Meteor phone customer sent around in circles
Rebecca Slattery has been with Meteor "pay as you go" for about 10 years, but her recent dealings with the company have made her "a very unhappy" customer. She decided to switch to bill-pay in July, "and it has been the biggest mistake I have ever made. From the very start I have had nothing but trouble," she writes.
First she tried to sign up to a plan online. It was advertised as offering 400 minutes, 400 texts and 1GB of data for €32. “I tried to get it online but it kept telling me I needed to go in-store to purchase it, so I did, and they told me I couldn’t get the offer because it was only online.”
She phoned customer service, and, after waiting 35 minutes, was told they couldn’t do anything for her. “So I had to go back in-store again and phone customer service from in there. I was in a store for 90 minutes before I was eventually told they would fix it,” she says.
So she got a Sony Xperia Z1, which she picked "because of its apparent durability. It decided not to turn on for me after about six weeks. I brought it into a store and there were two girls. One was quite helpful." The other one was not so helpful, she says. "She was one step away from a Little Britain 'computer says no' sketch. Long story short, my phone was sent away to Sony for three weeks."
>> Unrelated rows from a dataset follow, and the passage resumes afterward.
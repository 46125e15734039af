//! Run-length column tokens: encoding column sets to `1,3-5` lists and back
//!
//! A row's token list is a comma-separated sequence of:
//! - `N` - a single column
//! - `A-B` - every column from A to B inclusive
//! - `dK` - a copy of the K-th row already defined in the current frame

use std::collections::BTreeSet;
use std::fmt;
use thiserror::Error;

/// One run of consecutive foreground columns.
#[derive(Debug, Clone, Copy, PartialEq, Eq)]
pub enum ColumnRun {
    Single(u32),
    Range(u32, u32),
}

impl fmt::Display for ColumnRun {
    fn fmt(&self, f: &mut fmt::Formatter<'_>) -> fmt::Result {
        match self {
            ColumnRun::Single(column) => write!(f, "{}", column),
            ColumnRun::Range(start, end) => write!(f, "{}-{}", start, end),
        }
    }
}

/// A token that could not be resolved. Never fatal: the token adds no columns.
#[derive(Debug, Clone, PartialEq, Eq, Error)]
pub enum TokenError {
    #[error("invalid token '{0}'")]
    Invalid(String),
    #[error("range '{token}' runs backwards")]
    Reversed { token: String },
    #[error("invalid back-reference '{token}': only {defined} row(s) defined in this frame")]
    InvalidBackReference { token: String, defined: usize },
    #[error("column {column} is outside the canvas width {width}")]
    OutOfRange { column: u32, width: u32 },
}

/// Split a column set into maximal runs of consecutive columns, ascending.
pub fn column_runs(columns: &BTreeSet<u32>) -> Vec<ColumnRun> {
    let mut runs = Vec::new();
    let mut iter = columns.iter().copied();

    let Some(first) = iter.next() else {
        return runs;
    };

    let (mut start, mut end) = (first, first);
    for column in iter {
        if column == end + 1 {
            end = column;
            continue;
        }
        runs.push(run(start, end));
        start = column;
        end = column;
    }
    runs.push(run(start, end));

    runs
}

fn run(start: u32, end: u32) -> ColumnRun {
    if start == end {
        ColumnRun::Single(start)
    } else {
        ColumnRun::Range(start, end)
    }
}

/// Encode a column set as a token list, e.g. `{1, 3, 4, 5}` becomes `1,3-5`.
///
/// An empty set yields an empty string; callers omit such rows entirely.
pub fn encode_columns(columns: &BTreeSet<u32>) -> String {
    column_runs(columns).iter().map(ToString::to_string).collect::<Vec<_>>().join(",")
}

/// Resolve a token list into a column set.
///
/// `defined` holds the rows already defined in the current frame, in definition
/// order; `dK` copies `defined[K - 1]`. Columns above `max_column` are dropped.
/// Every token that cannot be used is reported and otherwise ignored.
///
/// # Examples
///
/// ```
/// use std::collections::BTreeSet;
/// use sumimg::ranges::parse_columns;
///
/// let (columns, errors) = parse_columns("1,3-4", &[], 8);
/// assert_eq!(columns, BTreeSet::from([1, 3, 4]));
/// assert!(errors.is_empty());
///
/// let earlier = vec![BTreeSet::from([2, 5])];
/// let (columns, _) = parse_columns("d1,7", &earlier, 8);
/// assert_eq!(columns, BTreeSet::from([2, 5, 7]));
/// ```
pub fn parse_columns(
    list: &str,
    defined: &[BTreeSet<u32>],
    max_column: u32,
) -> (BTreeSet<u32>, Vec<TokenError>) {
    let mut columns = BTreeSet::new();
    let mut errors = Vec::new();

    for token in list.split(',').map(str::trim).filter(|t| !t.is_empty()) {
        if let Some(reference) = token.strip_prefix('d') {
            match parse_reference(reference) {
                Some(k) if k >= 1 && k <= defined.len() => {
                    columns.extend(defined[k - 1].iter().copied());
                }
                Some(_) => errors.push(TokenError::InvalidBackReference {
                    token: token.to_string(),
                    defined: defined.len(),
                }),
                None => errors.push(TokenError::Invalid(token.to_string())),
            }
            continue;
        }

        let (start, end) = match token.split_once('-') {
            Some((a, b)) => match (parse_column(a), parse_column(b)) {
                (Some(a), Some(b)) => (a, b),
                _ => {
                    errors.push(TokenError::Invalid(token.to_string()));
                    continue;
                }
            },
            None => match parse_column(token) {
                Some(n) => (n, n),
                None => {
                    errors.push(TokenError::Invalid(token.to_string()));
                    continue;
                }
            },
        };

        if start > end {
            errors.push(TokenError::Reversed { token: token.to_string() });
            continue;
        }

        if end > max_column {
            let first_outside = start.max(max_column.saturating_add(1));
            errors.push(TokenError::OutOfRange { column: first_outside, width: max_column });
        }
        if start <= max_column {
            columns.extend(start..=end.min(max_column));
        }
    }

    (columns, errors)
}

/// The `K` of a `dK` token: plain ASCII digits only.
fn parse_reference(text: &str) -> Option<usize> {
    if text.is_empty() || !text.bytes().all(|b| b.is_ascii_digit()) {
        return None;
    }
    text.parse().ok()
}

/// Column indices are 1-based; `0` and anything non-numeric are rejected.
fn parse_column(text: &str) -> Option<u32> {
    let text = text.trim();
    if text.is_empty() || !text.bytes().all(|b| b.is_ascii_digit()) {
        return None;
    }
    text.parse::<u32>().ok().filter(|&n| n >= 1)
}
She was not offered a new phone or even a temporary one while her phone was being fixed. “But I am still expected to pay the bill. I am just shocked at the appalling customer service. I am beyond annoyed at the whole situation.” It doesn’t end there. “I then receive my first bill and it’s €55. I haven’t gone over on calls or texts or my data, as I’ve been using my free wifi at home.”
We contacted the company on Slattery’s behalf. In a statement, the company apologised for the “miscommunication regarding this customer’s experience in signing up for a new contract.
Only phones purchased online can avail of our web discounts, but it had previously been decided that this discount would be applied as a gesture of goodwill. Due to a system error this discount was late in being applied, but this has now been rectified,” the statement read.
“Once a handset fault has been confirmed in-store within 28 days of purchase, we offer customers a replacement handset. When customers are outside this 28-day limit, as with this customer, we offer a repair service for phones that are less than 24 months old. We are happy to offer Slattery a replacement handset while her phone is being repaired.”
No insurance payout for unattended phone
A reader from Dublin contacted us over a dispute with her phone insurance provider. “I left my phone in my bag, hanging on the back of a chair when I was in a night club recently,” she writes. “I am very careful with my things:
I made sure to take the bag with me when I went to the bar, and I was near it and conscious of it all night. It is an expensive bag, so I am always keeping an eye on it.”
Towards the end of the night, she went to check her phone and was less than pleased to discover that, while the expensive bag was where she had left it, the slightly less expensive phone was missing. “I was upset, but I figured at least I had insurance so it wouldn’t be the end of the world,” she says. When she went to make the claim, she was unimpressed to have the claim rejected on the grounds that the phone was not on her at all times. “This seems crazy to me. What is the point of paying €14 a month in insurance if theft is not covered?”
Can they do this, she wonders. The bad news is that they can. Companies have a definition in their terms and conditions called “unattended”, which will see them refuse a claim if an article is not within arm’s reach or within sight. If, when you are outlining the circumstances in which an item was stolen you indicate that the bag was unattended, then the cover is void.